Luego caminó hacia donde estaba su mujer y la besó en el cuello abrazándola por la espalda.
—Esto ya está. ¿Vas poniendo la mesa? —le dijo ella.
—Ahí va —contestó él soltándola y abriendo la heladera. Sacó una botella pequeña de cerveza, la destapó y comenzó a tomar.
—¿Cómo te fue? —le inquirió ella mientras ponía en la mesa los vasos y los cubiertos.
—Más o menos. Qué se yo. Dicen que me van a llamar, pero viste cómo es.
—Sí —dijo ella poniendo el puchero sobre la mesa—. Pero hay que hacer algo, Marcos, la nena necesita cosas y no podemos seguir viviendo de prestado.
—Sí, sí. Ya sé. Pero, bueno, ¿qué querés que haga? Por lo menos nos queda algo de la indemnización, ya voy a encontrar, quedate tranquila.
—Sí, eso espero —dijo ella suspirando—. Dale, sentate que se va a enfriar.
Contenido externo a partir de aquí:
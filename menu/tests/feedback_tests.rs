use engine::audio::AudioClip;
use engine::headless::{HeadlessChannel, HeadlessPanel, HeadlessVideo, HostEvent, Journal};
use engine::video::{VideoClip, VideoSettings};
use menu::feedback::{FeedbackBinder, FeedbackFlags, FeedbackKind};
use menu::preferences::AudioPreference;

fn channels(journal: &Journal) -> FeedbackBinder {
    FeedbackBinder::new(FeedbackFlags::default())
        .with_sfx_channel(Some(Box::new(HeadlessChannel::new("sfx", journal))))
        .with_music_channel(Some(Box::new(HeadlessChannel::new("music", journal))))
        .with_clips(Some(AudioClip::named("hover")), Some(AudioClip::named("click")))
}

fn backdrop(journal: &Journal) -> FeedbackBinder {
    FeedbackBinder::new(FeedbackFlags::default()).with_background(
        VideoSettings {
            mute: true,
            volume: 0.4,
            playback_speed: 3.0,
        },
        Some(VideoClip::new("menu_loop.webm")),
        Some(Box::new(HeadlessPanel::new("Backdrop", journal))),
        Some(Box::new(HeadlessVideo::new("video", journal))),
    )
}

#[test]
fn mute_follows_preferences_in_any_order() {
    let journal = Journal::new();
    let mut binder = channels(&journal);
    let prefs = AudioPreference {
        sfx_enabled: false,
        music_enabled: true,
    };

    binder.apply_preferences(AudioPreference::default());
    binder.apply_preferences(prefs);
    binder.apply_preferences(prefs);

    assert_eq!(journal.is_muted("sfx"), Some(true));
    assert_eq!(journal.is_muted("music"), Some(false));
}

#[test]
fn missing_channels_are_skipped() {
    let mut binder = FeedbackBinder::new(FeedbackFlags::default())
        .with_clips(Some(AudioClip::named("hover")), Some(AudioClip::named("click")));
    binder.apply_preferences(AudioPreference::default());
    assert!(!binder.play_feedback(FeedbackKind::Click));
}

#[test]
fn cues_need_flag_clip_and_channel() {
    let journal = Journal::new();
    let mut binder = channels(&journal);
    assert!(binder.play_feedback(FeedbackKind::Hover));
    assert!(binder.play_feedback(FeedbackKind::Click));
    assert_eq!(journal.one_shots("sfx"), vec!["hover", "click"]);

    let journal = Journal::new();
    let mut no_hover = FeedbackBinder::new(FeedbackFlags {
        play_hover_sound: false,
        play_click_sound: true,
    })
    .with_sfx_channel(Some(Box::new(HeadlessChannel::new("sfx", &journal))))
    .with_clips(Some(AudioClip::named("hover")), None);
    assert!(!no_hover.play_feedback(FeedbackKind::Hover));
    assert!(!no_hover.play_feedback(FeedbackKind::Click));
    assert!(journal.one_shots("sfx").is_empty());
}

#[test]
fn background_modes_are_mutually_exclusive() {
    let journal = Journal::new();
    let mut binder = backdrop(&journal);

    for enabled in [true, true, false, true, false, false] {
        binder.set_background_video_mode(enabled);
        let panel_visible = journal.is_active("Backdrop") == Some(true);
        let video_playing = journal.is_playing("video");
        assert_ne!(panel_visible, video_playing, "mode {enabled}");
        assert_eq!(video_playing, enabled);
        assert_eq!(binder.background().video_enabled(), enabled);
    }
}

#[test]
fn video_mode_applies_clamped_settings_and_clip() {
    let journal = Journal::new();
    let mut binder = backdrop(&journal);
    binder.set_background_video_mode(true);

    let events = journal.events();
    assert_eq!(
        events.first(),
        Some(&HostEvent::VideoClip {
            channel: "video".to_string(),
            clip: "menu_loop.webm".to_string(),
        })
    );
    assert!(events.contains(&HostEvent::PlaybackSpeed {
        channel: "video".to_string(),
        speed: 2.0,
    }));
    assert!(events.contains(&HostEvent::Mute {
        channel: "video".to_string(),
        muted: true,
    }));
}

#[test]
fn background_without_targets_only_tracks_mode() {
    let mut binder = FeedbackBinder::new(FeedbackFlags::default());
    binder.set_background_video_mode(true);
    assert!(binder.background().video_enabled());
}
Marcos se acercó a la mesa y se sentó. Sirviéndole el puchero en el plato a su mujer y luego sirviéndose él. Su madre se acercó a Marla, que había dejado el botellón a un lado escuchando la conversación de sus padres, y la sacó de la sillita golpeando suavemente su espalda. Marla eructó y luego comenzó a sentir mucho sueño. Su madre seguía golpeando suavemente su espalda, y Marla cerró los ojos. Al dejar de sentir el tacto de su madre los abrió, y se encontró parada ante el tercer arco.
—¿Esto va a ser todo así? —le inquirió al gato mirando hacia el arco.
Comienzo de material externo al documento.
use std::collections::BTreeMap;
use std::fmt;

use serde::{Deserialize, Serialize};

#[derive(Debug, Clone, PartialEq, Eq, PartialOrd, Ord, Hash, Serialize, Deserialize)]
#[serde(transparent)]
pub struct ControlId(String);

impl ControlId {
    pub fn new(id: impl Into<String>) -> Self {
        Self(id.into())
    }

    pub fn as_str(&self) -> &str {
        &self.0
    }
}

impl From<&str> for ControlId {
    fn from(id: &str) -> Self {
        Self::new(id)
    }
}

impl fmt::Display for ControlId {
    fn fmt(&self, f: &mut fmt::Formatter<'_>) -> fmt::Result {
        f.write_str(&self.0)
    }
}

#[derive(Debug, Clone, Copy, Default, PartialEq, Eq, Serialize, Deserialize)]
#[serde(rename_all = "snake_case")]
pub enum ControlKind {
    #[default]
    Button,
    Toggle,
}

/// The one semantic action a control performs.
#[derive(Debug, Clone, Copy, PartialEq, Eq, Serialize, Deserialize)]
#[serde(tag = "action", rename_all = "snake_case")]
pub enum Action {
    OpenSettings,
    CloseSettings,
    Pause,
    Resume,
    LoadScene { index: usize },
    Quit,
    /// Toggle-driven: the new value comes from the control event.
    SetSfxEnabled,
    SetMusicEnabled,
}

/// What the host reports about a control.
#[derive(Debug, Clone, PartialEq, Eq)]
pub enum ControlEvent {
    PointerEnter(ControlId),
    Activate(ControlId),
    ValueChanged(ControlId, bool),
}

impl ControlEvent {
    pub fn control(&self) -> &ControlId {
        match self {
            ControlEvent::PointerEnter(id)
            | ControlEvent::Activate(id)
            | ControlEvent::ValueChanged(id, _) => id,
        }
    }
}

#[derive(Debug, Clone, PartialEq, Eq)]
pub struct ControlBinding {
    pub control: ControlId,
    pub kind: ControlKind,
    pub action: Action,
    pub hover_sound: bool,
    pub click_sound: bool,
}

/// At most one binding per control.
///
/// Binding a control that is already bound replaces the old binding, so no sequence of
/// (re)binds can make a single interaction fire twice.
#[derive(Debug, Clone, Default)]
pub struct BindingTable {
    bindings: BTreeMap<ControlId, ControlBinding>,
}

impl BindingTable {
    pub fn new() -> Self {
        Self::default()
    }

    /// Returns the binding this one replaced, if any.
    pub fn bind(&mut self, binding: ControlBinding) -> Option<ControlBinding> {
        self.bindings.insert(binding.control.clone(), binding)
    }

    pub fn clear(&mut self) {
        self.bindings.clear();
    }

    pub fn get(&self, control: &ControlId) -> Option<&ControlBinding> {
        self.bindings.get(control)
    }

    pub fn len(&self) -> usize {
        self.bindings.len()
    }

    pub fn is_empty(&self) -> bool {
        self.bindings.is_empty()
    }
}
—Sí. Son tus años de vida, cada arco representa un año y cada año tiene un recuerdo.
—Pero no son recuerdos que yo tenga presentes, o al menos no son cosas de las que me acuerde.
—Es que eras muy chica. Pero el recuerdo está ahí.
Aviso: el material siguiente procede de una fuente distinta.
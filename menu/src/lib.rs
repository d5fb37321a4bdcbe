//! Menu controller: panel navigation, persisted audio preferences, feedback cues, and the
//! control binding table that ties them to host widgets.

pub mod background;
pub mod config;
pub mod controller;
pub mod controls;
pub mod feedback;
pub mod panels;
pub mod preferences;

pub use config::MenuConfig;
pub use controller::{Command, Dispatch, MenuController, MenuHost};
—¿Y yo puedo modificar algún recuerdo?
—No.
—¿Y si quiero decir o hacer otra cosa?
—No importa si querés, no vas a poder. En el recuerdo vas a decir o hacer exactamente lo mismo que viviste, aun si querés otra cosa. No tenés ese poder. El pasado es imborrable, e incorregible. Somos producto de lo que fuimos, y cuanto antes lo entendamos, mejor.
—¿Mejor para quién? Si yo ya estoy muerta.
—Precisamente. ¿Para qué querés modificar el pasado?
—No sé. A lo mejor podría impedir que mamá se muera.
—No podrías impedirlo, aunque quisieras. Las cosas no pasan por un motivo en particular. Suceden y ya. Podrás salvarla en tu recuerdo, pero en la vida real va a seguir muerta. No vas a poder devolver su espíritu a la tierra.
A Marla los ojos se le llenaron de lágrimas.
—¿O sea que voy a tener que volver a verla morir? —dijo con la voz quebrada.
—No lo sé. Puede ser. Yo voy a estar ahí igual, quedate tranquila.
—¿Vos?
—Sí, yo.
Marla se secó las lágrimas mirando al gato, y asintió. Comenzó a cruzar el tercer arco.
Entró en la sala de estar, caminando como una nena de dos años, su madre cosía un pantalón sentada en uno de los sillones. Era de tarde, y la luz naranja se colaba entre las cortinas de las ventanas. Su madre levantó la mirada y le sonrió.
—¿Qué pasa, Mar? ¿Te despertaste de la siesta?
Marla asintió sonriendo.
—Mamá —consiguió decir—, bacho. —Y estiró los brazos.
—Vení acá con mamá —le dijo en un tono de voz juguetón mientras le sonreía de oreja a oreja y aplaudía sus piernas.